The bi-annual speech contests optionally held by Toastmasters International public speaking clubs may include a Tall Tales contest. Each participating speaker is given three to five minutes to give a short speech of a tall tale nature, and is then judged according to several factors. The winner and runner-up proceed to the next level of competition. The contest does not proceed beyond any participating district in the organization to the International level.
The comic strip Non Sequitur sometimes features tall tales told by the character Captain Eddie; it is left up to the reader to decide if he is telling the truth, exaggerating a real event, or just telling a whopper.

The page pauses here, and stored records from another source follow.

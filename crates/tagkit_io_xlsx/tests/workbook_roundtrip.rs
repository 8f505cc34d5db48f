use std::path::Path;

use calamine::{Data, Reader, Xlsx, open_workbook};
use rust_xlsxwriter::Workbook;
use tagkit_io_xlsx::{
    XlsxExpandError, derive_default_expand_job, load_sheet_table, run_expand_job,
};

fn write_source_workbook(path: &Path) {
    let mut workbook = Workbook::new();

    let notes = workbook.add_worksheet();
    notes.set_name("Notes").unwrap();
    notes.write_string(0, 0, "revision").unwrap();
    notes.write_number(0, 1, 3.0).unwrap();
    notes.write_string(1, 0, "12").unwrap();

    let sheet = workbook.add_worksheet();
    sheet.set_name("Sheet1").unwrap();
    let headers = ["SR. NO.", "P&ID NUMBER", "LINE NUMBER", "TAG NO.", "SERVICE"];
    for (col, header) in headers.iter().enumerate() {
        sheet.write_string(0, col as u16, *header).unwrap();
    }
    sheet.write_number(1, 0, 1.0).unwrap();
    sheet.write_string(1, 1, "VB-101").unwrap();
    sheet.write_string(1, 2, "6\"-P-1001").unwrap();
    sheet.write_string(1, 3, "PT-1001\nTT-1002\n").unwrap();
    sheet.write_string(1, 4, "Feed pressure").unwrap();

    sheet.write_number(2, 0, 2.0).unwrap();
    sheet.write_string(2, 1, "VB-101").unwrap();
    sheet.write_string(2, 2, "6\"-P-1001").unwrap();
    sheet.write_string(2, 3, "FT-1003").unwrap();
    sheet.write_string(2, 4, "Feed flow").unwrap();

    sheet.write_number(3, 0, 3.0).unwrap();
    sheet.write_string(3, 1, "VB-102").unwrap();
    sheet.write_string(3, 2, "4\"-P-2001").unwrap();
    sheet.write_string(3, 4, "Spare").unwrap();

    workbook.save(path).unwrap();
}

fn merged_regions(path: &Path, sheet_name: &str) -> Vec<((u32, u32), (u32, u32))> {
    let mut workbook: Xlsx<_> = open_workbook(path).unwrap();
    workbook.load_merged_regions().unwrap();
    let mut l_regions: Vec<_> = workbook
        .merged_regions_by_sheet(sheet_name)
        .into_iter()
        .map(|(_, _, dims)| (dims.start, dims.end))
        .collect();
    l_regions.sort();
    l_regions
}

fn texts(path: &Path, sheet_name: &str) -> Vec<Vec<String>> {
    let table = load_sheet_table(path, sheet_name).unwrap();
    let mut rows = vec![table.columns().to_vec()];
    rows.extend(
        table
            .rows()
            .iter()
            .map(|row| row.iter().map(|cell| cell.as_str().to_string()).collect()),
    );
    rows
}

#[test]
fn overwrites_input_with_expanded_rows_and_keeps_backup() {
    let dir = tempfile::tempdir().unwrap();
    let path = dir.path().join("tags.xlsx");
    write_source_workbook(&path);

    let mut job = derive_default_expand_job(&path);
    job.if_backup = true;
    let report = run_expand_job(&job).unwrap();

    assert_eq!(report.n_rows_in, 3);
    assert_eq!(report.n_rows_out, 4);
    let spans: Vec<_> = report
        .merges
        .iter()
        .map(|r| (r.col_name.as_str(), r.row_start, r.row_end))
        .collect();
    assert_eq!(spans, vec![("P&ID NUMBER", 0, 2), ("LINE NUMBER", 0, 2)]);

    assert_eq!(
        texts(&path, "Sheet1"),
        vec![
            vec!["SR. NO.", "P&ID NUMBER", "LINE NUMBER", "TAG NO.", "SERVICE"],
            vec!["1", "VB-101", "6\"-P-1001", "PT-1001", "Feed pressure"],
            vec!["1", "VB-101", "6\"-P-1001", "TT-1002", ""],
            vec!["2", "VB-101", "6\"-P-1001", "FT-1003", "Feed flow"],
            vec!["3", "VB-102", "4\"-P-2001", "", "Spare"],
        ]
    );

    // Header sits in row 0, so data rows 0..=2 land on sheet rows 1..=3.
    assert_eq!(
        merged_regions(&path, "Sheet1"),
        vec![((1, 1), (3, 1)), ((1, 2), (3, 2))]
    );

    let backup = dir.path().join("tags.bak.xlsx");
    assert!(backup.exists());
    assert_eq!(load_sheet_table(&backup, "Sheet1").unwrap().height(), 3);
}

#[test]
fn keeps_sibling_sheets_and_numeric_source_cells() {
    let dir = tempfile::tempdir().unwrap();
    let path_in = dir.path().join("tags.xlsx");
    let path_out = dir.path().join("tags_expanded.xlsx");
    write_source_workbook(&path_in);

    let mut job = derive_default_expand_job(&path_in);
    job.file_out = Some(path_out.clone());
    let report = run_expand_job(&job).unwrap();
    assert_eq!(report.file_out, path_out);
    assert!(!dir.path().join("tags.bak.xlsx").exists());

    let mut workbook: Xlsx<_> = open_workbook(&path_out).unwrap();
    assert_eq!(workbook.sheet_names().to_vec(), vec!["Notes", "Sheet1"]);

    let notes = workbook.worksheet_range("Notes").unwrap();
    assert_eq!(notes.get_value((0, 0)), Some(&Data::String("revision".to_string())));
    assert_eq!(notes.get_value((0, 1)), Some(&Data::Float(3.0)));
    assert_eq!(notes.get_value((1, 0)), Some(&Data::String("12".to_string())));

    let sheet = workbook.worksheet_range("Sheet1").unwrap();
    assert_eq!(sheet.get_value((1, 0)), Some(&Data::Float(1.0)));
    assert_eq!(sheet.get_value((2, 0)), Some(&Data::Float(1.0)));
    // Merged cells keep every row's value underneath the union.
    assert_eq!(
        sheet.get_value((3, 1)),
        Some(&Data::String("VB-101".to_string()))
    );

    // Input left untouched.
    assert_eq!(load_sheet_table(&path_in, "Sheet1").unwrap().height(), 3);
}

#[test]
fn text_stored_numbers_stay_text() {
    let dir = tempfile::tempdir().unwrap();
    let path = dir.path().join("tags.xlsx");

    let mut workbook = Workbook::new();
    let sheet = workbook.add_worksheet();
    let headers = ["SR. NO.", "P&ID NUMBER", "LINE NUMBER", "TAG NO."];
    for (col, header) in headers.iter().enumerate() {
        sheet.write_string(0, col as u16, *header).unwrap();
    }
    sheet.write_number(1, 0, 1.0).unwrap();
    sheet.write_string(1, 1, "1001").unwrap();
    sheet.write_number(1, 2, 2001.0).unwrap();
    sheet.write_string(1, 3, "PT-1\nPT-2").unwrap();
    workbook.save(&path).unwrap();

    let report = run_expand_job(&derive_default_expand_job(&path)).unwrap();
    assert_eq!(report.n_rows_out, 2);

    let mut workbook: Xlsx<_> = open_workbook(&path).unwrap();
    let sheet = workbook.worksheet_range("Sheet1").unwrap();
    for row in [1, 2] {
        assert_eq!(sheet.get_value((row, 0)), Some(&Data::Float(1.0)));
        assert_eq!(
            sheet.get_value((row, 1)),
            Some(&Data::String("1001".to_string()))
        );
        assert_eq!(sheet.get_value((row, 2)), Some(&Data::Float(2001.0)));
    }
    assert_eq!(
        merged_regions(&path, "Sheet1"),
        vec![((1, 1), (2, 1)), ((1, 2), (2, 2))]
    );
}

#[test]
fn missing_sheet_is_fatal_and_leaves_file_untouched() {
    let dir = tempfile::tempdir().unwrap();
    let path = dir.path().join("tags.xlsx");
    write_source_workbook(&path);
    let v_bytes_before = std::fs::read(&path).unwrap();

    let mut job = derive_default_expand_job(&path);
    job.sheet_name = "Tags".to_string();
    let err = run_expand_job(&job).unwrap_err();
    assert!(matches!(err, XlsxExpandError::SheetNotFound { .. }));
    assert_eq!(std::fs::read(&path).unwrap(), v_bytes_before);
}

#[test]
fn unknown_fixed_column_is_fatal() {
    let dir = tempfile::tempdir().unwrap();
    let path = dir.path().join("tags.xlsx");
    write_source_workbook(&path);

    let mut job = derive_default_expand_job(&path);
    job.cols_fixed.push("AREA".to_string());
    let err = run_expand_job(&job).unwrap_err();
    assert!(matches!(err, XlsxExpandError::ColumnNotFound(name) if name == "AREA"));
}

With "§" indicating legendary figures who are known to be based on actual historical individuals, other subjects of American tall tales include:
- Johnny Appleseed – A friendly folk-hero who traveled the West planting apple trees because he felt his guardian angel told him to §
- Tony Beaver – A West Virginia lumberjack and cousin of Paul Bunyan
- Pecos Bill – legendary cowboy who "tamed the wild west"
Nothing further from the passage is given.